Trump et Le Pen, même combat Pour la présidentielle de 2027, François Kalfon voit dans le rapport au trumpisme un marqueur essentiel. « Il faut se poser sérieusement la question en cas d'accession de l'extrême droite française au pouvoir : qui sera l'ICE français ou européen ? », interroge-t-il en référence à la police de l'immigration américaine.
« Voter Bardella demain, voter Marine Le Pen demain, ben oui, c'est voter Trump, c’est voter l’ICE et c'est voter le chaos dans le pays », affirme-t-il sans détour.
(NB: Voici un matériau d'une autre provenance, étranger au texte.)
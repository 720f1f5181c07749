//! Settings command
//!
//! Shows the parsed settings, where they live, and an example file.

use crate::util;
use anyhow::{Context, Result};
use lull_core::Settings;
use owo_colors::OwoColorize;
use std::path::Path;

/// List parsed settings
pub async fn run_list(config: Option<&Path>) -> Result<()> {
    let path = util::settings_path(config)?;
    let settings = util::load_settings(config)?;

    println!("{}", "Debounce Settings".bold());
    if path.exists() {
        println!("{}: {}\n", "Location".dimmed(), path.display().dimmed());
    } else {
        println!(
            "{}: {} {}\n",
            "Location".dimmed(),
            path.display().dimmed(),
            "(not found, using defaults)".yellow()
        );
    }

    println!("{}", "[store]".yellow());
    match &settings.store.path {
        Some(db) => println!("  {} = {}", "path".cyan(), db.display()),
        None => println!("  {} = {}", "path".cyan(), "(in-memory)".dimmed()),
    }

    if settings.tasks.is_empty() {
        println!("\n{}", "No task types configured".dimmed());
    }

    for (name, task) in &settings.tasks {
        println!("\n{}", format!("[tasks.{}]", name).yellow());
        println!(
            "  {} = {}",
            "delay_secs".cyan(),
            task.delay_secs
        );
        println!(
            "  {} = {} {}",
            "delay_buffer_secs".cyan(),
            task.delay_buffer_secs,
            format!(
                "(fires {}s after the last trigger)",
                task.debounce_config().fire_offset_secs()
            )
            .dimmed()
        );
    }

    println!("\n{}", "Valid Ranges:".bold());
    println!("  delay_secs: 0-{}", lull_core::settings::MAX_DELAY_SECS);
    println!("  delay_buffer_secs: 0-{}", lull_core::settings::MAX_DELAY_SECS);
    println!("  task names: non-empty, no ':'");

    Ok(())
}

/// Show the settings file path and optionally create it
pub async fn run_path(config: Option<&Path>, create: bool) -> Result<()> {
    let path = util::settings_path(config)?;

    if create && !path.exists() {
        if let Some(parent) = path.parent() {
            std::fs::create_dir_all(parent)
                .context("Failed to create config directory")?;
        }
        std::fs::write(&path, Settings::example())
            .with_context(|| format!("Failed to write {}", path.display()))?;
        println!("{} Created settings file at: {}", "✓".green(), path.display());
    } else if path.exists() {
        println!("{}", path.display());
    } else {
        println!("{}", path.display());
        println!("{}", "File does not exist. Use --create to create it.".yellow());
    }

    Ok(())
}

/// Show example settings
pub async fn run_example() -> Result<()> {
    println!("{}", Settings::example());
    Ok(())
}
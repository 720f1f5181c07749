//! Inspect and clear debounce tickets

use crate::util;
use anyhow::{Context, Result};
use lull_core::{DebounceKey, TicketStore};
use owo_colors::OwoColorize;
use std::path::{Path, PathBuf};

/// List every ticket in the store
pub async fn run_list(config: Option<&Path>, db: Option<PathBuf>) -> Result<()> {
    let store = util::open_ticket_db(config, db)?;
    let entries = store.entries().context("Failed to read tickets")?;

    if entries.is_empty() {
        println!("{}", "No pending tickets".dimmed());
        return Ok(());
    }

    println!("{}", "Pending Tickets".bold());
    for (key, id) in &entries {
        println!("  {} → {}", key.cyan(), id.yellow());
    }
    println!("\n{} ticket(s)", entries.len());

    Ok(())
}

/// Show the ticket held for one key
pub async fn run_show(config: Option<&Path>, db: Option<PathBuf>, key: &str) -> Result<()> {
    let store = util::open_ticket_db(config, db)?;

    match store.get(key).await.context("Failed to read ticket")? {
        Some(id) => println!("{} → {}", key.cyan(), id.yellow()),
        None => println!("{} {}", key.cyan(), "(no ticket)".dimmed()),
    }

    Ok(())
}

/// Remove the ticket for one key
pub async fn run_clear(config: Option<&Path>, db: Option<PathBuf>, key: &str) -> Result<()> {
    let store = util::open_ticket_db(config, db)?;

    DebounceKey::parse(key)
        .with_context(|| format!("Key '{}' is not of the form <TaskType>:<key>", key))?;

    let previous = store.get(key).await.context("Failed to read ticket")?;
    store.del(key).await.context("Failed to remove ticket")?;

    match previous {
        Some(id) => println!(
            "{} Cleared {} (was {}); its pending invocation will be skipped",
            "✓".green(),
            key.cyan(),
            id.yellow()
        ),
        None => println!("{} {}", key.cyan(), "(no ticket)".dimmed()),
    }

    Ok(())
}
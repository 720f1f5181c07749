//! Task handlers: the bodies the pipeline ultimately runs

use async_trait::async_trait;
use serde_json::Value;
use std::future::Future;

/// A task invocation as seen by the pipeline
#[derive(Debug, Clone, PartialEq)]
pub struct Invocation {
    /// Task type, used to pick the handler and the coordinator
    pub task: String,
    /// Positional arguments
    pub args: Vec<Value>,
}

impl Invocation {
    pub fn new(task: impl Into<String>, args: Vec<Value>) -> Self {
        Self {
            task: task.into(),
            args,
        }
    }
}

impl From<lull_core::ScheduledInvocation> for Invocation {
    fn from(scheduled: lull_core::ScheduledInvocation) -> Self {
        Self {
            task: scheduled.task,
            args: scheduled.args,
        }
    }
}

/// What happened to an invocation
#[derive(Debug, Clone, PartialEq)]
pub enum Outcome {
    /// The body ran and returned this value
    Completed(Value),
    /// A later trigger owns the debounce ticket; the body was not run
    Skipped,
}

impl Outcome {
    pub fn is_completed(&self) -> bool {
        matches!(self, Outcome::Completed(_))
    }
}

/// Body of one task type
#[async_trait]
pub trait TaskHandler: Send + Sync {
    /// Task type this handler serves
    fn task_type(&self) -> &str;

    async fn perform(&self, args: Vec<Value>) -> anyhow::Result<Value>;
}

/// Handler built from an async closure
pub struct FnHandler<F> {
    task_type: String,
    f: F,
}

/// Wrap an async closure as a [`TaskHandler`]
pub fn handler_fn<F, Fut>(task_type: impl Into<String>, f: F) -> FnHandler<F>
where
    F: Fn(Vec<Value>) -> Fut + Send + Sync + 'static,
    Fut: Future<Output = anyhow::Result<Value>> + Send + 'static,
{
    FnHandler {
        task_type: task_type.into(),
        f,
    }
}

#[async_trait]
impl<F, Fut> TaskHandler for FnHandler<F>
where
    F: Fn(Vec<Value>) -> Fut + Send + Sync + 'static,
    Fut: Future<Output = anyhow::Result<Value>> + Send + 'static,
{
    fn task_type(&self) -> &str {
        &self.task_type
    }

    async fn perform(&self, args: Vec<Value>) -> anyhow::Result<Value> {
        (self.f)(args).await
    }
}
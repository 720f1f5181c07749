//! Task execution pipeline: handlers plus the interceptors wrapped around them

use crate::error::{Error, Result};
use crate::handler::{Invocation, Outcome, TaskHandler};
use crate::interceptor::{Interceptor, Next};
use std::collections::HashMap;
use std::sync::Arc;

/// Routes invocations to handlers through a fixed interceptor chain
#[derive(Default)]
pub struct Pipeline {
    handlers: HashMap<String, Arc<dyn TaskHandler>>,
    interceptors: Vec<Arc<dyn Interceptor>>,
}

impl Pipeline {
    pub fn builder() -> PipelineBuilder {
        PipelineBuilder::default()
    }

    /// Run one invocation through the interceptors and its handler
    pub async fn dispatch(&self, invocation: Invocation) -> Result<Outcome> {
        let handler = self
            .handlers
            .get(&invocation.task)
            .ok_or_else(|| Error::UnknownTask {
                task: invocation.task.clone(),
            })?;

        Next::new(&self.interceptors, handler.as_ref())
            .run(invocation)
            .await
    }

    /// Registered task types, sorted
    pub fn task_types(&self) -> Vec<&str> {
        let mut names: Vec<_> = self.handlers.keys().map(String::as_str).collect();
        names.sort_unstable();
        names
    }
}

#[derive(Default)]
pub struct PipelineBuilder {
    handlers: HashMap<String, Arc<dyn TaskHandler>>,
    interceptors: Vec<Arc<dyn Interceptor>>,
}

impl PipelineBuilder {
    /// Register a handler under its task type; a later registration replaces an earlier one
    pub fn handler(mut self, handler: impl TaskHandler + 'static) -> Self {
        let handler: Arc<dyn TaskHandler> = Arc::new(handler);
        self.handlers.insert(handler.task_type().to_string(), handler);
        self
    }

    /// Append an interceptor; interceptors run in the order they are added
    pub fn interceptor(mut self, interceptor: impl Interceptor + 'static) -> Self {
        self.interceptors.push(Arc::new(interceptor));
        self
    }

    pub fn build(self) -> Pipeline {
        Pipeline {
            handlers: self.handlers,
            interceptors: self.interceptors,
        }
    }
}
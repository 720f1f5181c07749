//! Schedule/admit throughput on the in-memory store

use criterion::{black_box, criterion_group, criterion_main, Criterion};
use lull_core::{
    Coordinator, DebounceConfig, ExecutionId, KeySpec, MemoryTicketStore, RecordingScheduler,
};
use serde_json::json;
use std::sync::Arc;
use std::time::Duration;

fn coordinator() -> (Coordinator, Arc<RecordingScheduler>) {
    let scheduler = Arc::new(RecordingScheduler::new());
    let coordinator = Coordinator::new(
        "Bench",
        DebounceConfig::new(Duration::from_secs(60)),
        Arc::new(MemoryTicketStore::new()),
        scheduler.clone(),
    )
    .expect("valid task type");
    (coordinator, scheduler)
}

fn bench_schedule(c: &mut Criterion) {
    let rt = tokio::runtime::Runtime::new().expect("tokio runtime");
    let (coordinator, scheduler) = coordinator();
    let spec = KeySpec::indices([0, 1]);

    c.bench_function("schedule_index_key", |b| {
        b.iter(|| {
            rt.block_on(async {
                let receipt = coordinator
                    .schedule(vec![json!("u1"), json!(42)], &spec)
                    .await
                    .expect("schedule");
                black_box(receipt);
            });
            scheduler.drain();
        });
    });
}

fn bench_admit(c: &mut Criterion) {
    let rt = tokio::runtime::Runtime::new().expect("tokio runtime");
    let (coordinator, scheduler) = coordinator();
    let spec = KeySpec::literal("u1");

    c.bench_function("admit_executed", |b| {
        b.iter(|| {
            rt.block_on(async {
                let receipt = coordinator
                    .schedule_with_id(vec![], &spec, ExecutionId::from("fixed"))
                    .await
                    .expect("schedule");
                let outcome = coordinator
                    .admit(receipt.key.as_str(), "fixed", || async {
                        Ok::<_, anyhow::Error>(1u64)
                    })
                    .await
                    .expect("admit");
                black_box(outcome);
            });
            scheduler.drain();
        });
    });

    c.bench_function("admit_superseded", |b| {
        rt.block_on(async {
            coordinator
                .schedule_with_id(vec![], &spec, ExecutionId::from("current"))
                .await
                .expect("schedule");
        });

        b.iter(|| {
            rt.block_on(async {
                let outcome = coordinator
                    .admit("Bench:u1", "stale", || async { Ok::<_, anyhow::Error>(1u64) })
                    .await
                    .expect("admit");
                black_box(outcome);
            });
        });
    });
}

criterion_group!(benches, bench_schedule, bench_admit);
criterion_main!(benches);
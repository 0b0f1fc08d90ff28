//! 文档上下文
//!
//! 封装"我正在对比哪份已上传的 PDF"这一信息

use std::fmt::Display;

/// 已上传文档的上下文
#[derive(Debug, Clone, PartialEq, Eq)]
pub struct DocumentCtx {
    /// 后端返回的文件 ID
    pub file_id: String,

    /// 原始文件名
    pub filename: String,

    /// 总页数
    pub page_count: u32,
}

impl DocumentCtx {
    pub fn new(file_id: String, filename: String, page_count: u32) -> Self {
        Self {
            file_id,
            filename,
            page_count,
        }
    }

    /// 页码必须在 [1, page_count] 内
    pub fn contains_page(&self, page_number: u32) -> bool {
        page_number >= 1 && page_number <= self.page_count
    }
}

impl Display for DocumentCtx {
    fn fmt(&self, f: &mut std::fmt::Formatter<'_>) -> std::fmt::Result {
        write!(
            f,
            "[文档 {} ID#{} 共{}页]",
            self.filename, self.file_id, self.page_count
        )
    }
}
//! provider 密钥与解析参数设置

use serde::{Deserialize, Serialize};
use serde_json::Value;
use std::collections::BTreeMap;

use super::provider::Provider;
use crate::error::ConfigError;

/// LlamaIndex 解析参数
#[derive(Debug, Clone, Serialize, Deserialize, PartialEq)]
#[serde(default)]
pub struct LlamaIndexConfig {
    /// parse_page_with_agent 或 parse_page_with_llm
    pub parse_mode: String,
    pub model: String,
}

impl Default for LlamaIndexConfig {
    fn default() -> Self {
        Self {
            parse_mode: "parse_page_with_agent".to_string(),
            model: "openai-gpt-4-1-mini".to_string(),
        }
    }
}

/// Reducto 解析参数
#[derive(Debug, Clone, Serialize, Deserialize, PartialEq)]
#[serde(default)]
pub struct ReductoConfig {
    /// standard（1 credit/页）或 complex（2 credits/页）
    pub mode: String,
    pub summarize_figures: bool,
}

impl Default for ReductoConfig {
    fn default() -> Self {
        Self {
            mode: "standard".to_string(),
            summarize_figures: false,
        }
    }
}

/// LandingAI 解析参数
#[derive(Debug, Clone, Serialize, Deserialize, PartialEq)]
#[serde(default)]
pub struct LandingAIConfig {
    pub model: String,
}

impl Default for LandingAIConfig {
    fn default() -> Self {
        Self {
            model: "dpt-2".to_string(),
        }
    }
}

/// 设置文件内容
#[derive(Debug, Clone, Default, Serialize, Deserialize)]
#[serde(default)]
pub struct ProviderSettings {
    /// provider 名称 → API key，另可包含 openai
    pub api_keys: BTreeMap<String, String>,
    pub llamaindex: LlamaIndexConfig,
    pub reducto: ReductoConfig,
    pub landingai: LandingAIConfig,
    /// 离线估算用的 provider 名称 → 每 credit 美元价格，未配置时使用内置价格
    pub usd_per_credit: BTreeMap<String, f64>,
}

impl ProviderSettings {
    /// 获取 provider 的 API key，空字符串视为未配置
    pub fn api_key(&self, provider: Provider) -> Result<&str, ConfigError> {
        self.api_keys
            .get(provider.as_str())
            .map(String::as_str)
            .filter(|k| !k.trim().is_empty())
            .ok_or_else(|| ConfigError::MissingApiKey {
                provider: provider.display_name().to_string(),
            })
    }

    /// 为一组 provider 收集 API key，任一缺失即报错
    pub fn api_keys_for(&self, providers: &[Provider]) -> Result<BTreeMap<String, String>, ConfigError> {
        providers
            .iter()
            .map(|p| Ok((p.as_str().to_string(), self.api_key(*p)?.to_string())))
            .collect()
    }

    /// 单个 provider 的解析参数（JSON 形式）
    pub fn config_for(&self, provider: Provider) -> Value {
        let value = match provider {
            Provider::LlamaIndex => serde_json::to_value(&self.llamaindex),
            Provider::Reducto => serde_json::to_value(&self.reducto),
            Provider::LandingAI => serde_json::to_value(&self.landingai),
        };
        value.unwrap_or(Value::Null)
    }

    pub fn configs_for(&self, providers: &[Provider]) -> BTreeMap<String, Value> {
        providers
            .iter()
            .map(|p| (p.as_str().to_string(), self.config_for(*p)))
            .collect()
    }

    /// 基准测试接口使用的密钥名（LandingAI 在后端叫 vision_agent）
    pub fn benchmark_api_keys(&self) -> Option<BTreeMap<String, String>> {
        let keys: BTreeMap<String, String> = self
            .api_keys
            .iter()
            .filter(|(_, v)| !v.trim().is_empty())
            .map(|(k, v)| {
                let name = if k == "landingai" { "vision_agent" } else { k.as_str() };
                (name.to_string(), v.clone())
            })
            .collect();
        if keys.is_empty() {
            None
        } else {
            Some(keys)
        }
    }
}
L'impossible alliance avec LFI Sur la stratégie de gauche pour 2027, François Kalfon ferme la porte à La France insoumise. « Ils sont sortis des radars de la gauche », tranche-t-il. « La gauche, elle est universaliste et antiraciste. Elle ne discrimine pas les personnes en fonction de leurs origines. »
Après le 7 octobre, « désigner des personnes par le fait de leur confession comme réputée solidaire d'une politique, d'un État » constitue pour lui une ligne rouge. Les « calembours » de Jean-Luc Mélenchon sur la présidente de l'Assemblée Nationale qui « campe à Tel-Aviv » relèvent selon lui du même registre que ceux de Jean-Marie Le Pen.
« La politique française ne peut pas être structurée par un antisémitisme à peine voilé, comme dirait monsieur Malka, passionnément antisémite d'un côté et un rejet des musulmans de l'autre », martèle-t-il. « Au milieu, il y a la place pour l'universel. »
La gauche de gouvernement pour 2027 La question centrale pour François Kalfon reste celle du second tour : « C'est qui gagnera face à monsieur Bardella ? » Le constat est sans appel sur Jean-Luc Mélenchon : « Le plafond de verre est extrêmement bas, malheureusement. Les Français détestent et ont plus peur de monsieur Mélenchon que de monsieur Bardella. »
La solution ? « Il faut une gauche de gouvernement, celle qui gagne la semaine dernière au Portugal, qui va gagner en Suède. » C'est à cette condition que « la rivière reviendra dans son lit et qu'on évitera la dérive qu'on vient de dénoncer ».